What if there was a disease that threatened everyone but was largely dismissed by health authorities, forcing millions of sufferers to spend huge amounts of their own money on treatments just to be able to lead a normal life, free of years of pain, disability and depression?
What if this disease was easy to prevent or cure if detected early enough? What if it is was possible to empower people to protect themselves, by providing them with a readily available consumer product? The problem is Lyme disease and the solution is Garrapat.
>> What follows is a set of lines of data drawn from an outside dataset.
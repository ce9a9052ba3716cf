use crate::sensors::SensorParams;
use serde::{Deserialize, Serialize};
use taser_core::{Real, Trajectory};

/// Snapshot of one solver iteration, handed to every iteration callback.
///
/// Iteration 0 is the initial evaluation: no step has been taken yet, so
/// `step_is_successful` is false and `step_norm` is zero.
#[derive(Debug, Clone, PartialEq, Serialize, Deserialize)]
pub struct IterationSummary {
    pub iteration: usize,
    /// Cost `0.5 * |r|^2` at the current (accepted) parameters.
    pub cost: Real,
    /// Cost decrease achieved by this iteration's step; zero when rejected.
    pub cost_change: Real,
    pub gradient_max_norm: Real,
    pub step_norm: Real,
    pub step_is_successful: bool,
    pub trust_region_radius: Real,
}

/// Signal returned by an iteration callback.
#[derive(Debug, Clone, Copy, PartialEq, Eq, Hash, Default, Serialize, Deserialize)]
pub enum CallbackReturn {
    #[default]
    Continue,
    /// Stop after the current iteration. Remaining callbacks still see it.
    Abort,
}

/// Values a callback closure may return.
///
/// `()` means continue; `Err` makes the solve fail with the callback's error.
pub trait IntoCallbackReturn {
    fn into_callback_return(self) -> anyhow::Result<CallbackReturn>;
}

impl IntoCallbackReturn for () {
    fn into_callback_return(self) -> anyhow::Result<CallbackReturn> {
        Ok(CallbackReturn::Continue)
    }
}

impl IntoCallbackReturn for CallbackReturn {
    fn into_callback_return(self) -> anyhow::Result<CallbackReturn> {
        Ok(self)
    }
}

impl IntoCallbackReturn for anyhow::Result<()> {
    fn into_callback_return(self) -> anyhow::Result<CallbackReturn> {
        self.map(|()| CallbackReturn::Continue)
    }
}

impl IntoCallbackReturn for anyhow::Result<CallbackReturn> {
    fn into_callback_return(self) -> anyhow::Result<CallbackReturn> {
        self
    }
}

/// Read-only view of the estimated quantities while callbacks run.
///
/// The trajectory and sensor blocks already hold the parameters of the iteration being
/// reported.
#[derive(Clone, Copy)]
pub struct IterationState<'s> {
    trajectory: &'s dyn Trajectory,
    sensors: &'s SensorParams,
}

impl<'s> IterationState<'s> {
    pub fn new(trajectory: &'s dyn Trajectory, sensors: &'s SensorParams) -> Self {
        Self {
            trajectory,
            sensors,
        }
    }

    pub fn trajectory(&self) -> &'s dyn Trajectory {
        self.trajectory
    }

    pub fn sensors(&self) -> &'s SensorParams {
        self.sensors
    }
}

/// Observer invoked synchronously after every solver iteration.
///
/// Implemented for any `FnMut(&IterationSummary) -> R` with `R: IntoCallbackReturn`, so
/// plain closures work; wrap a two-argument closure in [`WithState`] to also read the
/// trajectory. State captured by reference must outlive the estimator the callback is
/// registered with.
pub trait IterationCallback {
    fn on_iteration(
        &mut self,
        summary: &IterationSummary,
        state: &IterationState<'_>,
    ) -> anyhow::Result<CallbackReturn>;
}

impl<F, R> IterationCallback for F
where
    F: FnMut(&IterationSummary) -> R,
    R: IntoCallbackReturn,
{
    fn on_iteration(
        &mut self,
        summary: &IterationSummary,
        _state: &IterationState<'_>,
    ) -> anyhow::Result<CallbackReturn> {
        self(summary).into_callback_return()
    }
}

/// Adapter for closures taking the summary and the current [`IterationState`].
pub struct WithState<F>(F);

impl<F> WithState<F> {
    pub fn new<R>(callback: F) -> Self
    where
        F: FnMut(&IterationSummary, &IterationState<'_>) -> R,
        R: IntoCallbackReturn,
    {
        Self(callback)
    }
}

impl<F, R> IterationCallback for WithState<F>
where
    F: FnMut(&IterationSummary, &IterationState<'_>) -> R,
    R: IntoCallbackReturn,
{
    fn on_iteration(
        &mut self,
        summary: &IterationSummary,
        state: &IterationState<'_>,
    ) -> anyhow::Result<CallbackReturn> {
        (self.0)(summary, state).into_callback_return()
    }
}
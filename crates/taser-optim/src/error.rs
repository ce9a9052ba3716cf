use crate::sensors::SensorBlockId;
use taser_core::TrajectoryError;
use thiserror::Error;

/// A measurement could not be resolved to trajectory (or sensor) parameters.
#[derive(Debug, Error)]
pub enum BindError {
    #[error(transparent)]
    Trajectory(#[from] TrajectoryError),
    #[error("dimension mismatch: expected {expected}, got {got}")]
    DimensionMismatch { expected: usize, got: usize },
    #[error("unknown sensor block {0:?}")]
    UnknownSensorBlock(SensorBlockId),
    #[error("measurement produced an empty residual")]
    EmptyMeasurement,
}

#[derive(Debug, Error)]
pub enum EstimatorError {
    #[error("measurement binding failed: {0}")]
    Binding(#[from] BindError),
    #[error("invalid solver options: {0}")]
    InvalidOptions(String),
    #[error("iteration callback {index} failed at iteration {iteration}: {source}")]
    Callback {
        index: usize,
        iteration: usize,
        #[source]
        source: anyhow::Error,
    },
}
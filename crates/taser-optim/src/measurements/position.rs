use super::{BindContext, Measurement};
use crate::binding::ResidualBinding;
use crate::error::BindError;
use crate::factors::window::WindowFactor;
use nalgebra::DVector;
use taser_core::{Derivative, Real, Vec3};

/// 3D position observation, e.g. from GNSS or motion capture.
#[derive(Debug, Clone, Copy, PartialEq)]
pub struct PositionMeasurement {
    pub t: Real,
    pub position: Vec3,
    pub weight: Real,
}

impl PositionMeasurement {
    pub fn new(t: Real, position: Vec3) -> Self {
        Self {
            t,
            position,
            weight: 1.0,
        }
    }

    pub fn with_weight(mut self, weight: Real) -> Self {
        self.weight = weight;
        self
    }
}

impl Measurement for PositionMeasurement {
    fn timestamps(&self) -> Vec<Real> {
        vec![self.t]
    }

    fn bind(&self, ctx: &BindContext<'_>) -> Result<Vec<ResidualBinding>, BindError> {
        ctx.check_time(self.t)?;
        let window = ctx.window(self.t, Some(3))?;
        let params = BindContext::trajectory_refs(&window);
        let factor = WindowFactor {
            window,
            derivative: Derivative::Value,
            observed: DVector::from_column_slice(self.position.as_slice()),
            weight: self.weight,
        };
        Ok(vec![ResidualBinding::new("position", params, Box::new(factor))?])
    }
}
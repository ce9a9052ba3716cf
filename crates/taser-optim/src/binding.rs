//! Residual bindings: a residual factor coupled to the parameters it reads.

use crate::error::BindError;
use crate::factors::ResidualFactor;
use crate::sensors::SensorBlockId;
use nalgebra::{DMatrix, DVector};
use taser_core::{ParamHandle, Real};

/// Identity of one scalar parameter referenced by a residual.
///
/// Identity, not value, is what the problem assembler de-duplicates on.
#[derive(Debug, Clone, Copy, PartialEq, Eq, Hash, PartialOrd, Ord)]
pub enum ParamRef {
    /// Slot in the trajectory's parameter store.
    Trajectory(ParamHandle),
    /// Component `idx` of an estimator-owned sensor block.
    Sensor(SensorBlockId, usize),
}

/// A residual factor bound to the parameters active at its measurement time.
///
/// The parameter list is fixed at bind time; the order matches the factor's expected
/// local parameter layout.
#[derive(Debug)]
pub struct ResidualBinding {
    kind: &'static str,
    params: Vec<ParamRef>,
    factor: Box<dyn ResidualFactor>,
}

impl ResidualBinding {
    pub fn new(
        kind: &'static str,
        params: Vec<ParamRef>,
        factor: Box<dyn ResidualFactor>,
    ) -> Result<Self, BindError> {
        if factor.residual_dim() == 0 {
            return Err(BindError::EmptyMeasurement);
        }
        if params.len() != factor.num_params() {
            return Err(BindError::DimensionMismatch {
                expected: factor.num_params(),
                got: params.len(),
            });
        }
        Ok(Self {
            kind,
            params,
            factor,
        })
    }

    /// Short name of the measurement modality, used in reports.
    pub fn kind(&self) -> &'static str {
        self.kind
    }

    pub fn params(&self) -> &[ParamRef] {
        &self.params
    }

    pub fn residual_dim(&self) -> usize {
        self.factor.residual_dim()
    }

    /// Residual block of exactly `residual_dim()` rows.
    ///
    /// A factor returning the wrong number of rows yields a NaN block, which the
    /// minimizer treats as a failed evaluation.
    pub fn residual(&self, local: &[Real]) -> DVector<Real> {
        let r = self.factor.residual(local);
        let dim = self.residual_dim();
        if r.len() != dim {
            log::warn!(
                "{} factor returned {} residuals, declared {}",
                self.kind,
                r.len(),
                dim
            );
            return DVector::from_element(dim, Real::NAN);
        }
        r
    }

    /// Analytic Jacobian if the factor provides one, central differences otherwise.
    ///
    /// Always `residual_dim() x params().len()`; a misshaped analytic Jacobian becomes NaN.
    pub fn jacobian(&self, local: &[Real], step: Real) -> DMatrix<Real> {
        let shape = (self.residual_dim(), self.params.len());
        let j = match self.factor.jacobian(local) {
            Some(j) => j,
            None => numeric_jacobian(self.factor.as_ref(), local, step),
        };
        if j.shape() != shape {
            log::warn!(
                "{} factor returned a {:?} jacobian, expected {:?}",
                self.kind,
                j.shape(),
                shape
            );
            return DMatrix::from_element(shape.0, shape.1, Real::NAN);
        }
        j
    }
}

/// Central-difference Jacobian with a step relative to each parameter's magnitude.
pub(crate) fn numeric_jacobian(factor: &dyn ResidualFactor, local: &[Real], step: Real) -> DMatrix<Real> {
    let mut j = DMatrix::zeros(factor.residual_dim(), local.len());
    let mut shifted = local.to_vec();
    for col in 0..local.len() {
        let h = step * local[col].abs().max(1.0);
        shifted[col] = local[col] + h;
        let plus = factor.residual(&shifted);
        shifted[col] = local[col] - h;
        let minus = factor.residual(&shifted);
        shifted[col] = local[col];
        if plus.len() != j.nrows() || minus.len() != j.nrows() {
            return DMatrix::from_element(j.nrows(), local.len(), Real::NAN);
        }
        j.set_column(col, &((plus - minus) / (2.0 * h)));
    }
    j
}

#[cfg(test)]
mod tests {
    use super::*;

    #[derive(Debug)]
    struct Quadratic;

    impl ResidualFactor for Quadratic {
        fn residual_dim(&self) -> usize {
            2
        }

        fn num_params(&self) -> usize {
            2
        }

        fn residual(&self, p: &[Real]) -> DVector<Real> {
            DVector::from_vec(vec![p[0] * p[0], p[0] * p[1]])
        }
    }

    #[test]
    fn numeric_jacobian_matches_derivative() {
        let j = numeric_jacobian(&Quadratic, &[3.0, -2.0], 1e-6);
        let expected = [[6.0, 0.0], [-2.0, 3.0]];
        for r in 0..2 {
            for c in 0..2 {
                assert!(
                    (j[(r, c)] - expected[r][c]).abs() < 1e-6,
                    "J[{},{}] = {}",
                    r,
                    c,
                    j[(r, c)]
                );
            }
        }
    }

    /// Declares one residual but returns two.
    #[derive(Debug)]
    struct Overlong;

    impl ResidualFactor for Overlong {
        fn residual_dim(&self) -> usize {
            1
        }

        fn num_params(&self) -> usize {
            1
        }

        fn residual(&self, p: &[Real]) -> DVector<Real> {
            DVector::from_vec(vec![p[0], 99.0])
        }
    }

    /// Analytic Jacobian with one column too many.
    #[derive(Debug)]
    struct WideJacobian;

    impl ResidualFactor for WideJacobian {
        fn residual_dim(&self) -> usize {
            1
        }

        fn num_params(&self) -> usize {
            1
        }

        fn residual(&self, p: &[Real]) -> DVector<Real> {
            DVector::from_element(1, p[0])
        }

        fn jacobian(&self, _p: &[Real]) -> Option<DMatrix<Real>> {
            Some(DMatrix::from_element(1, 2, 1.0))
        }
    }

    #[test]
    fn misshaped_factor_output_becomes_nan() {
        let params = vec![ParamRef::Trajectory(ParamHandle(0))];
        let b = ResidualBinding::new("overlong", params.clone(), Box::new(Overlong)).unwrap();
        let r = b.residual(&[7.0]);
        assert_eq!(r.len(), 1);
        assert!(r[0].is_nan());
        let j = b.jacobian(&[7.0], 1e-6);
        assert_eq!(j.shape(), (1, 1));
        assert!(j[(0, 0)].is_nan());

        let b = ResidualBinding::new("wide", params, Box::new(WideJacobian)).unwrap();
        assert_eq!(b.residual(&[2.0])[0], 2.0);
        let j = b.jacobian(&[2.0], 1e-6);
        assert_eq!(j.shape(), (1, 1));
        assert!(j[(0, 0)].is_nan());
    }

    #[test]
    fn parameter_count_must_match_factor() {
        let params = vec![ParamRef::Trajectory(ParamHandle(0))];
        match ResidualBinding::new("quadratic", params, Box::new(Quadratic)) {
            Err(BindError::DimensionMismatch { expected: 2, got: 1 }) => {}
            other => panic!("expected DimensionMismatch, got {:?}", other),
        }
    }
}
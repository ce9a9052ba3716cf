//! Uniform cubic B-spline trajectory.

use super::{check_control_points, SupportWindow, Trajectory, TrajectoryError, UniformKnots};
use crate::params::{ParamHandle, ParamStore};
use crate::{Real, TimeInterval};
use nalgebra::DVector;

/// Cubic (order 4) uniform B-spline over `dim`-dimensional control points.
///
/// With `n` control points, spacing `dt` and start time `t0` the spline is valid on
/// `[t0, t0 + (n - 3) dt)`. Segment `i` is driven by control points `i..i + 4`.
#[derive(Debug, Clone, PartialEq)]
pub struct UniformBSpline {
    dim: usize,
    knots: UniformKnots,
    params: ParamStore,
    locked: bool,
}

impl UniformBSpline {
    pub const ORDER: usize = 4;

    /// Creates a spline without control points; it is valid nowhere until
    /// at least [`Self::ORDER`] control points are appended.
    pub fn new(dim: usize, dt: Real, t0: Real) -> Result<Self, TrajectoryError> {
        Ok(Self {
            dim,
            knots: UniformKnots::new(dt, t0)?,
            params: ParamStore::new(),
            locked: false,
        })
    }

    pub fn from_control_points(
        dt: Real,
        t0: Real,
        control_points: &[DVector<Real>],
    ) -> Result<Self, TrajectoryError> {
        let dim = control_points.first().map_or(0, |cp| cp.len());
        if control_points.len() < Self::ORDER {
            return Err(TrajectoryError::TooFewControlPoints {
                required: Self::ORDER,
                got: control_points.len(),
            });
        }
        Ok(Self {
            dim,
            knots: UniformKnots::new(dt, t0)?,
            params: check_control_points(dim, control_points)?,
            locked: false,
        })
    }

    /// Spline whose `n` control points all equal `value`.
    pub fn constant(
        dt: Real,
        t0: Real,
        n: usize,
        value: &DVector<Real>,
    ) -> Result<Self, TrajectoryError> {
        Self::from_control_points(dt, t0, &vec![value.clone(); n])
    }

    pub fn append_control_point(
        &mut self,
        cp: &DVector<Real>,
    ) -> Result<ParamHandle, TrajectoryError> {
        if cp.len() != self.dim {
            return Err(TrajectoryError::ControlPointDimension {
                expected: self.dim,
                got: cp.len(),
            });
        }
        Ok(self.params.push_chunk(cp.as_slice()))
    }

    pub fn control_point(&self, index: usize) -> Option<DVector<Real>> {
        self.params.chunk(index, self.dim).ok()
    }

    pub fn dt(&self) -> Real {
        self.knots.dt
    }

    pub fn t0(&self) -> Real {
        self.knots.t0
    }

    fn num_segments(&self) -> usize {
        self.num_control_points().saturating_sub(Self::ORDER - 1)
    }
}

/// Uniform cubic basis at `u` for the value and its first two derivatives.
fn cubic_basis(u: Real, dt: Real) -> [Vec<Real>; 3] {
    let u2 = u * u;
    let u3 = u2 * u;
    let v = 1.0 - u;
    let value = vec![
        v * v * v / 6.0,
        (3.0 * u3 - 6.0 * u2 + 4.0) / 6.0,
        (-3.0 * u3 + 3.0 * u2 + 3.0 * u + 1.0) / 6.0,
        u3 / 6.0,
    ];
    let first = vec![
        -v * v / 2.0 / dt,
        (3.0 * u2 - 4.0 * u) / 2.0 / dt,
        (-3.0 * u2 + 2.0 * u + 1.0) / 2.0 / dt,
        u2 / 2.0 / dt,
    ];
    let dt2 = dt * dt;
    let second = vec![v / dt2, (3.0 * u - 2.0) / dt2, (1.0 - 3.0 * u) / dt2, u / dt2];
    [value, first, second]
}

impl Trajectory for UniformBSpline {
    fn valid_time(&self) -> TimeInterval {
        self.knots.valid_time(self.num_segments())
    }

    fn is_locked(&self) -> bool {
        self.locked
    }

    fn set_locked(&mut self, locked: bool) {
        self.locked = locked;
    }

    fn dim(&self) -> usize {
        self.dim
    }

    fn params(&self) -> &ParamStore {
        &self.params
    }

    fn params_mut(&mut self) -> &mut ParamStore {
        &mut self.params
    }

    fn support_at(&self, t: Real) -> Result<SupportWindow, TrajectoryError> {
        let (segment, u) = self.knots.locate(t, self.num_segments())?;
        let [value, first, second] = cubic_basis(u, self.knots.dt);
        Ok(SupportWindow::new(
            self.dim,
            (segment..segment + Self::ORDER).collect(),
            value,
            first,
            second,
        ))
    }
}
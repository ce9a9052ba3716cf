use super::ResidualFactor;
use nalgebra::DVector;
use serde::{Deserialize, Serialize};
use taser_core::{Derivative, Pt3, Quat, Real, SupportWindow, Vec2, Vec3};

/// Minimal 4-parameter pinhole intrinsics.
#[derive(Debug, Clone, Copy, PartialEq, Serialize, Deserialize)]
pub struct PinholeIntrinsics {
    pub fx: Real,
    pub fy: Real,
    pub cx: Real,
    pub cy: Real,
}

impl PinholeIntrinsics {
    /// Projects a camera-frame point; `None` if it is not in front of the camera.
    pub fn project(&self, p_cam: &Vec3) -> Option<Vec2> {
        if p_cam.z <= Real::EPSILON {
            return None;
        }
        Some(Vec2::new(
            self.fx * p_cam.x / p_cam.z + self.cx,
            self.fy * p_cam.y / p_cam.z + self.cy,
        ))
    }
}

/// Reprojection of a known landmark seen from the trajectory position at time `t`.
///
/// Camera-frame point: `p_c = R_cw * (landmark - x(t))`. The residual is
/// `project(p_c) - pixel`; points behind the camera give a non-finite residual.
/// No analytic Jacobian is provided.
#[derive(Debug, Clone)]
pub struct ReprojectionFactor {
    pub window: SupportWindow,
    pub landmark: Pt3,
    pub pixel: Vec2,
    pub camera: PinholeIntrinsics,
    pub world_to_camera: Quat,
}

impl ResidualFactor for ReprojectionFactor {
    fn residual_dim(&self) -> usize {
        2
    }

    fn num_params(&self) -> usize {
        self.window.num_params()
    }

    fn residual(&self, params: &[Real]) -> DVector<Real> {
        let x = self.window.combine(params, Derivative::Value);
        let position = Vec3::new(x[0], x[1], x[2]);
        let p_cam = self.world_to_camera * (self.landmark.coords - position);
        match self.camera.project(&p_cam) {
            Some(uv) => DVector::from_vec(vec![uv.x - self.pixel.x, uv.y - self.pixel.y]),
            None => DVector::from_element(2, Real::NAN),
        }
    }
}

#[cfg(test)]
mod tests {
    use super::*;

    fn camera() -> PinholeIntrinsics {
        PinholeIntrinsics {
            fx: 500.0,
            fy: 500.0,
            cx: 320.0,
            cy: 240.0,
        }
    }

    #[test]
    fn landmark_on_axis_projects_to_principal_point() {
        let window = SupportWindow::new(3, vec![0], vec![1.0], vec![0.0], vec![0.0]);
        let factor = ReprojectionFactor {
            window,
            landmark: Pt3::new(0.0, 0.0, 5.0),
            pixel: Vec2::new(320.0, 240.0),
            camera: camera(),
            world_to_camera: Quat::identity(),
        };
        let r = factor.residual(&[0.0, 0.0, 1.0]);
        assert!(r.norm() < 1e-12);

        // camera moved past the landmark
        let behind = factor.residual(&[0.0, 0.0, 6.0]);
        assert!(behind.iter().all(|v| v.is_nan()));
    }
}
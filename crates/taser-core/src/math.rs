use nalgebra::{DVector, Matrix3, Point3, UnitQuaternion, Vector2, Vector3};

pub type Real = f64;

pub type Vec2 = Vector2<Real>;
pub type Vec3 = Vector3<Real>;
pub type Pt3 = Point3<Real>;
pub type Mat3 = Matrix3<Real>;
pub type Quat = UnitQuaternion<Real>;

/// Largest absolute entry of a vector, `0.0` for an empty one.
pub fn max_abs(v: &DVector<Real>) -> Real {
    v.iter().fold(0.0, |acc: Real, x| acc.max(x.abs()))
}

/// Returns `true` if every entry is finite.
pub fn all_finite(v: &DVector<Real>) -> bool {
    v.iter().all(|x| x.is_finite())
}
We at Garrapat are currently developing an improved tick remover, to be marketed together with a rapid turnaround, accurate and reasonably priced laboratory service for detection of the Borrelia spirochete in ticks collected and immobilized by this device.

Managing Director

Bruce Alexander was born in Edinburgh and grew up in the nearby village of Loanhead. After graduating from Edinburgh University with a B.Sc. in Biological Sciences he gained an M.Sc. in Applied Entomology at Imperial College, University of London. A fellowship with the Smithsonian Tropical Research Institute in Panama provided him with his first experience of Latin America and phlebotomine sand flies, the region and insect group to which he dedicated much of his career. After working with Rentokil plc, the Natural History Museum and the Liverpool School of Tropical Medicine, Bruce moved to the US to do a Ph.D in Entomology at the University of Florida. This involved field work in Colombia, studying the ecology of sand flies and leishmaniasis. After graduation he returned to Colombia and for five years headed the entomology group of the Fundacion CIDEIM in Cali, working on various projects related to vector control. He moved to Brazil in 1996 and lived in Belo Horizonte for six years, spent as a lecturer at the Universidade Federal de Minas Gerais and researcher at the Centro de Pesquisas Rene Rachou. Although his main research there involved the study of urban leishmaniasis, he was also a member of the expert committee for the control of dengue in Belo Horizonte. On returning to the UK he rejoined the Liverpool School of Tropical Medicine as a research fellow in 2005 and formed Xeroshield in the same year. Bruce has published over 50 research papers in scientific journals.